With the emergence of the Omicron variant, I’m sure some of you may be feeling some uncertainty, so I write today to provide a few updates.

In today’s update:

  • UNBC Virtual Town Hall
  • Dr. Henry’s Town Hall

UNBC Virtual Town Hall

Yesterday we hosted a virtual Town Hall to discuss our planning for next semester as part of UNBC’s ongoing response to the COVID-19 pandemic. Questions raised included topics such as rapid testing, vaccination mandates, and resources for students. We’ll post that video on our COVID-19 Response and Planning website. One question we have heard is what our employees should do if they have a confirmed case of COVID-19. If that is the case, or if you are required to isolate, follow the guidelines and directions from BC Centre for Disease Control and/or your health practitioner. Inform your supervisor and email as soon as possible providing the start date of your first day of illness or self-isolation so that we can support your return to work.

Dr. Henry’s Town Hall

Last week, I joined colleagues from across the post-secondary sector in a Town Hall meeting hosted by B.C.’s Provincial Health Officer Dr. Bonnie Henry. She provided an update regarding what they are seeing in our specific sector, and answered several questions across multiple themes.
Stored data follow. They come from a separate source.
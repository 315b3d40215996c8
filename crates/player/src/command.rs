//! Messages understood by the player task

use crate::error::PlayerResult;
use lectern_core::{BookKey, BookLocator, Bookmark, LoopRange, PlaybackStatus, SessionState};
use lectern_library::LibraryManager;
use lectern_playback::{ChapterJump, LoopPress, TimerAction};
use std::time::Duration;
use tokio::sync::oneshot;

pub(crate) type Reply<T> = oneshot::Sender<PlayerResult<T>>;

/// Work run against the library inside the player task
pub(crate) type LibraryJob = Box<dyn FnOnce(&mut LibraryManager) + Send>;

pub(crate) enum PlayerCommand {
    Open(BookKey, Reply<()>),
    Close(Reply<CloseReport>),
    Play(Reply<()>),
    Pause(Reply<()>),
    Toggle(Reply<()>),
    Stop(Reply<()>),
    SeekTo(f64, Reply<f64>),
    SeekBy(f64, Reply<f64>),
    JumpChapter(ChapterJump, Reply<bool>),
    JumpBookmark(usize, Reply<f64>),
    SetRate(f64, Reply<f64>),
    StepRate(f64, Reply<f64>),
    SetVolume(i32, Reply<u8>),
    StepVolume(i32, Reply<u8>),
    SetEqualizer(String, Reply<()>),
    PressLoopMarker(Reply<LoopPress>),
    ClearLoop(Reply<()>),
    AddBookmark(Option<String>, Reply<Bookmark>),
    StartSleepTimer(Duration, TimerAction, Reply<()>),
    CancelSleepTimer(Reply<bool>),
    Rescan(Reply<bool>),
    Library(LibraryJob),
    Snapshot(Reply<PlayerSnapshot>),
    Shutdown(Reply<CloseReport>),
}

/// Outcome of closing the open book
#[derive(Debug, Clone, PartialEq)]
pub enum CloseReport {
    NothingOpen,
    Saved,
    /// The final write failed or timed out; the caller should warn the user
    Unsaved {
        locator: BookLocator,
        state: SessionState,
        reason: String,
    },
}

impl CloseReport {
    pub fn is_saved(&self) -> bool {
        !matches!(self, Self::Unsaved { .. })
    }
}

/// Point-in-time view of the player, for status lines and tests
#[derive(Debug, Clone, PartialEq)]
pub struct PlayerSnapshot {
    pub status: PlaybackStatus,
    pub key: Option<BookKey>,
    pub title: Option<String>,
    pub position: f64,
    pub duration: Option<f64>,
    pub rate: f64,
    pub volume: u8,
    pub loop_range: Option<LoopRange>,
    pub bookmarks: usize,
    pub sleep_timer: Option<Duration>,
    pub scanning: bool,
}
Dr. Henry indicated that diagnosis and transmission has been low in post-secondary settings. This is due, she said, to the fantastic vaccine uptake in the post-secondary sector. So thank you to all of you who have done your part for our community’s health and well-being.  Another question that arose was in regards to rapid testing; Dr. Henry indicated that these are not effective in asymptomatic communities and are not a useful prevention tool as they only provide early detection of the disease by which time transmission has already occurred.

She also answered a question I have heard this semester: Why aren’t vaccines mandatory in the post-secondary sector? Her answer was that mandates are viewed as a last resort for high-risk settings and unlike health care we are not considered to be at high risk for transmission. She is striving to find the least restrictive means to support people while balancing that with risk. She would only mandate vaccines when she has reasonable grounds to believe a health hazard exists and is needed to protect public health.

I won’t recount the entire session, but it is available online if you’d like to watch it.

In closing, please be safe this holiday season. If you are travelling, keep in mind that restrictions can change at a moment’s notice, especially for international travel. Limit your travel if at all possible, but if you must, observe travel advisories and the safety measures in your destination’s jurisdiction. Keep your gatherings small, strive to spend time with vaccinated people, and wear a mask.

We have arrived at the end of another semester, a semester that has relied upon the community’s resiliency and determination. We have had good days and we have had challenging days, yet as a community we have continued to support each other. I am extremely grateful for all your efforts to help keep our community safe. I am reminded each day it is each one of you who come together to make UNBC special. Thank you, stay safe, and enjoy the holiday break!